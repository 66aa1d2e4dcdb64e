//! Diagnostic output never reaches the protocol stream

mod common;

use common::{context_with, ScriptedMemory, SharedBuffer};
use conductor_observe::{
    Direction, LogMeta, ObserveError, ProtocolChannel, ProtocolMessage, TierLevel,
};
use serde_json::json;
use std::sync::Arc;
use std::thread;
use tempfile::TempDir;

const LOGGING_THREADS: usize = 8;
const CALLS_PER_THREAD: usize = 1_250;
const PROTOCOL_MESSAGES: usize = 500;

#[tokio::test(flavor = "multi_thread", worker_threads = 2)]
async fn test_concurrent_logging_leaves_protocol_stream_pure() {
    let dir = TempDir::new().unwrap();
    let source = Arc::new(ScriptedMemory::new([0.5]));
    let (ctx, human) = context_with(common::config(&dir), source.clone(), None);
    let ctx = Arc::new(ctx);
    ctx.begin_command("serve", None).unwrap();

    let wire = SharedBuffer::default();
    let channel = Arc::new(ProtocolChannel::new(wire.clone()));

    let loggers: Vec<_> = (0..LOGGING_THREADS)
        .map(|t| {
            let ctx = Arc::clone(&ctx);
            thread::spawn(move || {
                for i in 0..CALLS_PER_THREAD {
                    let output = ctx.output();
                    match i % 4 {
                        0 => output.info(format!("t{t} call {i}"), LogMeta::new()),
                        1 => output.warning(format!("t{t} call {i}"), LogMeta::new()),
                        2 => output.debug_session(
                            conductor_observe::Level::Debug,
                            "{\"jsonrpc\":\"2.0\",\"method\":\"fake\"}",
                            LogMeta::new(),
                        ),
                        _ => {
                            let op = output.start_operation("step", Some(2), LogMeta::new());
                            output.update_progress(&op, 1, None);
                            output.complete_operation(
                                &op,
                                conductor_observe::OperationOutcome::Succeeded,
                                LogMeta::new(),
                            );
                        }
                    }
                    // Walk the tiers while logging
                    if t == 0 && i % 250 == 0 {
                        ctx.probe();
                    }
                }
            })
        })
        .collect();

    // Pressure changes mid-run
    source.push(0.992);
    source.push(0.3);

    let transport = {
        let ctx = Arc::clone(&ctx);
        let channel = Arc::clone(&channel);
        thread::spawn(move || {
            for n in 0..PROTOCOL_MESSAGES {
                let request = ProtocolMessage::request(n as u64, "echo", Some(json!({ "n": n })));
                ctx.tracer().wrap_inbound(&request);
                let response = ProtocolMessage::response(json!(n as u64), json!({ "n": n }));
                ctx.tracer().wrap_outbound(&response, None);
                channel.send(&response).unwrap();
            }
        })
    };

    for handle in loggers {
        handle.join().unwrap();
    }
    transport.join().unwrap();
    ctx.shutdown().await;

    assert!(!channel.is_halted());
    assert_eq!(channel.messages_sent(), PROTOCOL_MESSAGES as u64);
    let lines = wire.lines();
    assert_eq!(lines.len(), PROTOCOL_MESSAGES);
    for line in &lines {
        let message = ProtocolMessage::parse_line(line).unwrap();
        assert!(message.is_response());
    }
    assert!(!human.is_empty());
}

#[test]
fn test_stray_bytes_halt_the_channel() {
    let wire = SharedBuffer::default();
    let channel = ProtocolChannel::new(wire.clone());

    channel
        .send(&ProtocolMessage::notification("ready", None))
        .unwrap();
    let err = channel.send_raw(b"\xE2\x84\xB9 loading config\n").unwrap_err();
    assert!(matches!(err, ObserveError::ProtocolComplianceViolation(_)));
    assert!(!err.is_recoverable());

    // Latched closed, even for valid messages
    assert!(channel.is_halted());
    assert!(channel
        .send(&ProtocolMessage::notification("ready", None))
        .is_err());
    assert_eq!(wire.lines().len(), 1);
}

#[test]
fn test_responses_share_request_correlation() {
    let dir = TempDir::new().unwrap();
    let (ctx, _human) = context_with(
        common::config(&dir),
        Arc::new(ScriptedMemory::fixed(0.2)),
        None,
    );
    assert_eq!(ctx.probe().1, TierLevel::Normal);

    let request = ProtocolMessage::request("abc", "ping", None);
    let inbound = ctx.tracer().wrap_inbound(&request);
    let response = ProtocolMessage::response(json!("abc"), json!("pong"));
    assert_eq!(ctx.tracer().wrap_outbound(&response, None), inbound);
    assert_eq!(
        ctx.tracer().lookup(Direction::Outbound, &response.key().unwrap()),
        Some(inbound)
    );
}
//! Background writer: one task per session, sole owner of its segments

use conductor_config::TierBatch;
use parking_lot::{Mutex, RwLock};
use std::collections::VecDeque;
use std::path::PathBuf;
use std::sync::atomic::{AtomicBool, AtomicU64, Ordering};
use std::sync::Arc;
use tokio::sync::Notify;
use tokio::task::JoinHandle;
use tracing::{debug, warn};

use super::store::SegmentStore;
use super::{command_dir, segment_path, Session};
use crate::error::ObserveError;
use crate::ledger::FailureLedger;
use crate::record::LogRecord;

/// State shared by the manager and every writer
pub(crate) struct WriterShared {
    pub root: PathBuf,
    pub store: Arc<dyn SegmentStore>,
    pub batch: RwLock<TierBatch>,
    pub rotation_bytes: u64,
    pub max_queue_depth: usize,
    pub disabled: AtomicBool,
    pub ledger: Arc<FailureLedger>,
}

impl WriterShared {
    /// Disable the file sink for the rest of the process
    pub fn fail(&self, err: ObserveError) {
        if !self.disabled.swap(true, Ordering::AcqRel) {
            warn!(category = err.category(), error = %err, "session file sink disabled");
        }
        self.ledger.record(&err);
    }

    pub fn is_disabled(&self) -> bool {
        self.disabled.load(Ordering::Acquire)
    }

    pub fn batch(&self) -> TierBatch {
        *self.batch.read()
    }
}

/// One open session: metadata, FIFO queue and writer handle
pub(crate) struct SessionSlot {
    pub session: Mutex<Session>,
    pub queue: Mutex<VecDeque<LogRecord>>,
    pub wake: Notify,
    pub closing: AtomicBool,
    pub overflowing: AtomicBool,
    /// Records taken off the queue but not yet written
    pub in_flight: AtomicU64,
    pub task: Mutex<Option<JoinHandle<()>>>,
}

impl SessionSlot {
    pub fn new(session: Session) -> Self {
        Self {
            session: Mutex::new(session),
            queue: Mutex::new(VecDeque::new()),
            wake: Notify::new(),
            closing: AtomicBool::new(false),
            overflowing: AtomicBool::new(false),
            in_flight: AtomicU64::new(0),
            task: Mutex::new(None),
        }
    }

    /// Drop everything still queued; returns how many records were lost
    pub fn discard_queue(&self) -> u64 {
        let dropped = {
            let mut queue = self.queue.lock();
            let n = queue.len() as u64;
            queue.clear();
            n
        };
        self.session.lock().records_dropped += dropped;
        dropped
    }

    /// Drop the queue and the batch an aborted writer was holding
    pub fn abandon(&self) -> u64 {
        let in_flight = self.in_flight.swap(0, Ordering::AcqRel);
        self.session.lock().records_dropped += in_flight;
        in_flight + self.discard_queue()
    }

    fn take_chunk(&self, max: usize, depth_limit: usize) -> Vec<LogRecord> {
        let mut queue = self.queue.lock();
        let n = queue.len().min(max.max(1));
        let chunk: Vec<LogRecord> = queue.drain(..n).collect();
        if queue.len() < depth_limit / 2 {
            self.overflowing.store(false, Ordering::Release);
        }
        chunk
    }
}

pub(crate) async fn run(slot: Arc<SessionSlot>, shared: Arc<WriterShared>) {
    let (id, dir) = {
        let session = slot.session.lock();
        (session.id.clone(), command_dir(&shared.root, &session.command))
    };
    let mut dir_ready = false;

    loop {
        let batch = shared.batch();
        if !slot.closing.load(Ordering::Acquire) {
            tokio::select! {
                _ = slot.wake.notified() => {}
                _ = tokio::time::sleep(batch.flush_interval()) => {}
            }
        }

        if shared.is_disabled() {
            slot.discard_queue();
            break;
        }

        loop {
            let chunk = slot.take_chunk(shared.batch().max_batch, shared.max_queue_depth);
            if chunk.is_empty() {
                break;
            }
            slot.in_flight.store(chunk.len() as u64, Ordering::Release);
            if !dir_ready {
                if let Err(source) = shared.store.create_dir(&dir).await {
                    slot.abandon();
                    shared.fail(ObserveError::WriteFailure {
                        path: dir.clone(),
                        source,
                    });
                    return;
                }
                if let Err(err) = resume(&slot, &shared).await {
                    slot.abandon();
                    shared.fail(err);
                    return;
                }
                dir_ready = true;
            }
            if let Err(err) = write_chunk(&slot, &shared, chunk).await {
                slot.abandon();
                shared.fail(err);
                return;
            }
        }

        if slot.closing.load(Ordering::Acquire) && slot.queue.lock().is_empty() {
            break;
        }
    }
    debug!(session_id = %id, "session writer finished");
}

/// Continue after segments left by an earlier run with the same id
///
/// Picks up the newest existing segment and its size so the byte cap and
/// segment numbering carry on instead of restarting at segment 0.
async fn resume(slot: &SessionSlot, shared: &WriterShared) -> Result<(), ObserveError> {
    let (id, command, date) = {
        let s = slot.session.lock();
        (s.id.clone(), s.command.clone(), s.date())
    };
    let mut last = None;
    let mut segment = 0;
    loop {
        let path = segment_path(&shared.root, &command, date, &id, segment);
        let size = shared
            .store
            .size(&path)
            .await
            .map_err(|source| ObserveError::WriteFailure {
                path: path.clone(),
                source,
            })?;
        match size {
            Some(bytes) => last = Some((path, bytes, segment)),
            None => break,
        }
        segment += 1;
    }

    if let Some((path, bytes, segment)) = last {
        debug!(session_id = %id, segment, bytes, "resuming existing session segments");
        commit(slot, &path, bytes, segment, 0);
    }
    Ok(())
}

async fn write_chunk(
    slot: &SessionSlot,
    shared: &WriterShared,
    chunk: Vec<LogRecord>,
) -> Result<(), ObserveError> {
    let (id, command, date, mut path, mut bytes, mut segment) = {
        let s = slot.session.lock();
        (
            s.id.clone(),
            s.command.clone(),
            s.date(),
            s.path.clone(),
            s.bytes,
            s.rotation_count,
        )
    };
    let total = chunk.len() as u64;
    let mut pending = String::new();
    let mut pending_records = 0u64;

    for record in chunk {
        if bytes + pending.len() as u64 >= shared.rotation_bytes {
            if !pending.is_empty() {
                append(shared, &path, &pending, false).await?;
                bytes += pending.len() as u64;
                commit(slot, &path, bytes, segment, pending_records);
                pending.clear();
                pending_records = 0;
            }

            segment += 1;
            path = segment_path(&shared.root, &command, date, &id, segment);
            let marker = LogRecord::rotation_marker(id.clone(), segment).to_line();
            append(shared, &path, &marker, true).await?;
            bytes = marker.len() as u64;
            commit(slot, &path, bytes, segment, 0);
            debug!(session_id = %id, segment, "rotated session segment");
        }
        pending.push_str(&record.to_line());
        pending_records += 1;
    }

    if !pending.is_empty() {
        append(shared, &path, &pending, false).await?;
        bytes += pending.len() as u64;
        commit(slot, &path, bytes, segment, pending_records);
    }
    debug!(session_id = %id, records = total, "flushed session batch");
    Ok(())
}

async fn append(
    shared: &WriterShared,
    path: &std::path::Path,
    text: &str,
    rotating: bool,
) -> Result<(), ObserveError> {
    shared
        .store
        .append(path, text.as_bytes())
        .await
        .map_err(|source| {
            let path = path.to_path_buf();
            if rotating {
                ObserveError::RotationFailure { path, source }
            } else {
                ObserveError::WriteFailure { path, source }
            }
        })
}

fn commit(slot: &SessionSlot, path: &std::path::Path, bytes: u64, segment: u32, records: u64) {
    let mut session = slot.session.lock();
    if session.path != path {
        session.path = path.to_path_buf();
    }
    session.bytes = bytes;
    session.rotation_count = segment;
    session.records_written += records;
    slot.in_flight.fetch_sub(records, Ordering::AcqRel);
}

--- ABOUT THIS TASK ---
Give the count of lines in the records that contain "closing", and no other text.

--- RESPONSE TO THE EXERCISE ---
4